Work item - Reproduce exactly the lines below from the one containing "filename crates/graph/src/lib.rs" through the one containing "in extraction order.", including both, and nothing else.
★ ★ ★ ★ ★ ★ ★
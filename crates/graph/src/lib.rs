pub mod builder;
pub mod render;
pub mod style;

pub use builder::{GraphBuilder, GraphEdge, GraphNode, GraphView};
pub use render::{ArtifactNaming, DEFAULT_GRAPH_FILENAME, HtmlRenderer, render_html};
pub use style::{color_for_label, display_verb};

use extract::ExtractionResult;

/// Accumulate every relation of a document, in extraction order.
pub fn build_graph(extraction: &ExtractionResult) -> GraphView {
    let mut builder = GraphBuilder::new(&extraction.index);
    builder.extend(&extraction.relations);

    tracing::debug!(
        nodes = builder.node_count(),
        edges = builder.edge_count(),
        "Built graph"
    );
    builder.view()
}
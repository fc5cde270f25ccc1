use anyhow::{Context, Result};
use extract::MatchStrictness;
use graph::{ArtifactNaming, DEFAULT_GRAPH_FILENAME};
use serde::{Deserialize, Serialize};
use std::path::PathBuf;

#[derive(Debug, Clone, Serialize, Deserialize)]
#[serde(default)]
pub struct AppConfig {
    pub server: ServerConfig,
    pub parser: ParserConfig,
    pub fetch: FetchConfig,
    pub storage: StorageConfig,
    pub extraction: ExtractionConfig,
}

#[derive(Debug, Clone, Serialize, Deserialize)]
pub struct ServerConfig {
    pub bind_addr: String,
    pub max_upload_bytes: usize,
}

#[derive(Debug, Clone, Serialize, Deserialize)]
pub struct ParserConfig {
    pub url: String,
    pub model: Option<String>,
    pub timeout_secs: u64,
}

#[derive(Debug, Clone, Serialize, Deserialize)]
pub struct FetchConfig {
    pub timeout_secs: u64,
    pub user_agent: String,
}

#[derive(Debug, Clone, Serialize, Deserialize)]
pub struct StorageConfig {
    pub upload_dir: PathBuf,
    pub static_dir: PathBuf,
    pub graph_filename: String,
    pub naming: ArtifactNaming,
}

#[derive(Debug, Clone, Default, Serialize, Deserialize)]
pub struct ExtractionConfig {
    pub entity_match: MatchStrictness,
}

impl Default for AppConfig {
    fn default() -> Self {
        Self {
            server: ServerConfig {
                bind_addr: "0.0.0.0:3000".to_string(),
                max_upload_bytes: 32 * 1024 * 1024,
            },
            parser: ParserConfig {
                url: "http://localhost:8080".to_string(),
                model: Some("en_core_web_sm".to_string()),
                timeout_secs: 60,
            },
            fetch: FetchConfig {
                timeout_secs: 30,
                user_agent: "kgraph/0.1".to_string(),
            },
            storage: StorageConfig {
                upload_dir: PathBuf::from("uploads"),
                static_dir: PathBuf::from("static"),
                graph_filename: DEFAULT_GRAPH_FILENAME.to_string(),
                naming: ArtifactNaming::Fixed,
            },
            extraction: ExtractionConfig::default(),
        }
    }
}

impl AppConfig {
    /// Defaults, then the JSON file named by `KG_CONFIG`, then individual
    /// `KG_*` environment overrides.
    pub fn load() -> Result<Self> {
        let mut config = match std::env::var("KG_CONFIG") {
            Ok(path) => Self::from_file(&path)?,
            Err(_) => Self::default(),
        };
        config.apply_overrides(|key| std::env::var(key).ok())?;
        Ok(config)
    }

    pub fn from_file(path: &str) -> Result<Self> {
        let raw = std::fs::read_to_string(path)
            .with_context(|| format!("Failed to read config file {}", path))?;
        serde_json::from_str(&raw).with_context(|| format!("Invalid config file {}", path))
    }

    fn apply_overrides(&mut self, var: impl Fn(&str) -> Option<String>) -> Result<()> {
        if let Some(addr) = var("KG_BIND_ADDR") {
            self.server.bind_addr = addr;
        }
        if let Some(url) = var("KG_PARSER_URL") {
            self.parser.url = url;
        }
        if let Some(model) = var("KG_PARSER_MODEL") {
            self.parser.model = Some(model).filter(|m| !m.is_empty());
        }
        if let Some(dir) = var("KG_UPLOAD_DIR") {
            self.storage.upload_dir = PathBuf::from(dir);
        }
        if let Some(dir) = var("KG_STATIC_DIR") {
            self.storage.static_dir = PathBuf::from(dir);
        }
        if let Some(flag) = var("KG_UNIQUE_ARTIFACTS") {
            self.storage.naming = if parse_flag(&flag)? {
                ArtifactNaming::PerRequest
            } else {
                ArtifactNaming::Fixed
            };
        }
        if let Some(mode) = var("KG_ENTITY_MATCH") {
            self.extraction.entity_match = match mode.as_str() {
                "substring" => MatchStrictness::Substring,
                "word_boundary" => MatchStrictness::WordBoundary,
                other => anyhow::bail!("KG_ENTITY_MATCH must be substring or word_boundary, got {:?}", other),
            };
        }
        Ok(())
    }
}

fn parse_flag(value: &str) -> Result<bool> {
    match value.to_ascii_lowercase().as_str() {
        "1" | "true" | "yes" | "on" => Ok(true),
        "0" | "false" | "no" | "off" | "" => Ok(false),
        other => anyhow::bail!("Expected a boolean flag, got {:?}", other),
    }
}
★ ★ ★ ★ ★ ★ ★
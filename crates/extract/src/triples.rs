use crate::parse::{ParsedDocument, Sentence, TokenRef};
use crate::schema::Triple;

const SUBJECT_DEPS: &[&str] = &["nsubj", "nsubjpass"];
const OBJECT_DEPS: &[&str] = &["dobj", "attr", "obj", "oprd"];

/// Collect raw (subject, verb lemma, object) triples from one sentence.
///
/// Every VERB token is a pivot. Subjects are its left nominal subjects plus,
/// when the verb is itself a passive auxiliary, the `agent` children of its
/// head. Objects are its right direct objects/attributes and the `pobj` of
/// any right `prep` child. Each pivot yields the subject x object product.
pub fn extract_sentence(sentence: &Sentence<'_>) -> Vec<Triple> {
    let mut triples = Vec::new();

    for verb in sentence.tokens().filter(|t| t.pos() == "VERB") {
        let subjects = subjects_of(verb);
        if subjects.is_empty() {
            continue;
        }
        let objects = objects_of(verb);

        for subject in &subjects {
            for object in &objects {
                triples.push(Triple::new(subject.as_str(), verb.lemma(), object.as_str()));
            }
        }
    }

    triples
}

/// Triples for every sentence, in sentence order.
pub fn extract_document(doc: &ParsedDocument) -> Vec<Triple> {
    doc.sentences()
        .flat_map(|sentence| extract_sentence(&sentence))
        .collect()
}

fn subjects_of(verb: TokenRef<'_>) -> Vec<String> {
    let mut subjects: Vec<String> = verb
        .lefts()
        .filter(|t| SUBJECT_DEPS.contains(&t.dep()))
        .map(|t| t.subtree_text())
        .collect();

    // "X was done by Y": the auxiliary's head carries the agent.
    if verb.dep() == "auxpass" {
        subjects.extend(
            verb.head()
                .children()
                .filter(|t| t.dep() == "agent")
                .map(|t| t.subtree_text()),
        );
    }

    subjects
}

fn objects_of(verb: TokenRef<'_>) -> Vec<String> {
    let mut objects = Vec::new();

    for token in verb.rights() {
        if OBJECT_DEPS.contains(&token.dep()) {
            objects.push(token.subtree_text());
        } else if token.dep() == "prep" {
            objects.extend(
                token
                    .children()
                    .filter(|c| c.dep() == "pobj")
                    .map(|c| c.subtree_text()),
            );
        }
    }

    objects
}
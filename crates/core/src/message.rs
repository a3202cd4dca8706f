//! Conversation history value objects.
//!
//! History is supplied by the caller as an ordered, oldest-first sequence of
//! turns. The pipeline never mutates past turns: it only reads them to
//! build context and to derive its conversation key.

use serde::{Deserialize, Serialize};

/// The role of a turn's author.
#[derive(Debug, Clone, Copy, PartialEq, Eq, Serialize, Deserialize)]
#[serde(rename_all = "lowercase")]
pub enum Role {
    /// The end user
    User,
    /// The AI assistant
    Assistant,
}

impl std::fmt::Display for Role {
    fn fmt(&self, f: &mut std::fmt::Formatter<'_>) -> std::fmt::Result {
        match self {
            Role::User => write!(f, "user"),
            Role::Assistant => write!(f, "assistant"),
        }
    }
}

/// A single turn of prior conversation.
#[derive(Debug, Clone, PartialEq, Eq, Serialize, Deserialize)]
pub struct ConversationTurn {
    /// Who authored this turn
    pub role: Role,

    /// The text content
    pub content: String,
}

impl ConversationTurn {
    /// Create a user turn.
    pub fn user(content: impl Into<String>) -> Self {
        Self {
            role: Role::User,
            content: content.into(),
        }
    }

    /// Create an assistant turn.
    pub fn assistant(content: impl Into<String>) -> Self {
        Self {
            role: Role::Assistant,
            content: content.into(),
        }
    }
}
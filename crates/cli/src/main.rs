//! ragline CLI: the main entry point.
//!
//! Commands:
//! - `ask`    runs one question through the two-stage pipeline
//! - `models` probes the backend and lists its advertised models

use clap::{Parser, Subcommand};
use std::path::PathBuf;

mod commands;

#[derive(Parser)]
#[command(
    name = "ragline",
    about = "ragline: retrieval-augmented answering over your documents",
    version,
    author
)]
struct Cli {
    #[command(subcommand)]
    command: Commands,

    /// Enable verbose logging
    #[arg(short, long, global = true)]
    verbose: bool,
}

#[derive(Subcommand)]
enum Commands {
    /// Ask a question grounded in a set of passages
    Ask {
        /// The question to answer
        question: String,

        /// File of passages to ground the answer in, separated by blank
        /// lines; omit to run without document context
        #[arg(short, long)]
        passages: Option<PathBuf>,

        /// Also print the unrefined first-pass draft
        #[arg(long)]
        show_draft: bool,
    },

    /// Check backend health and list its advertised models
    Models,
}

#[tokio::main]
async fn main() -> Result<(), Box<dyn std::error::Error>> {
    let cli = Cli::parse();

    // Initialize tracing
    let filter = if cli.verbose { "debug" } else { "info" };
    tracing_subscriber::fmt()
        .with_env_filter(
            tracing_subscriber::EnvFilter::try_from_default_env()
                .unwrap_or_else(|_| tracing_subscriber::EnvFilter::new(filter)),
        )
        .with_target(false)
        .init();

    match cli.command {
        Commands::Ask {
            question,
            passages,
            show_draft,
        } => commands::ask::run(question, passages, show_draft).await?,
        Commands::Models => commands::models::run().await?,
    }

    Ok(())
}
★ ★ ★ ★ ★ ★ ★
Exercise answer -
filename crates/graph/src/lib.rs
pub mod builder;
pub mod render;
pub mod style;

pub use builder::{GraphBuilder, GraphEdge, GraphNode, GraphView};
pub use render::{ArtifactNaming, DEFAULT_GRAPH_FILENAME, HtmlRenderer, render_html};
pub use style::{color_for_label, display_verb};

use extract::ExtractionResult;

/// Accumulate every relation of a document, in extraction order.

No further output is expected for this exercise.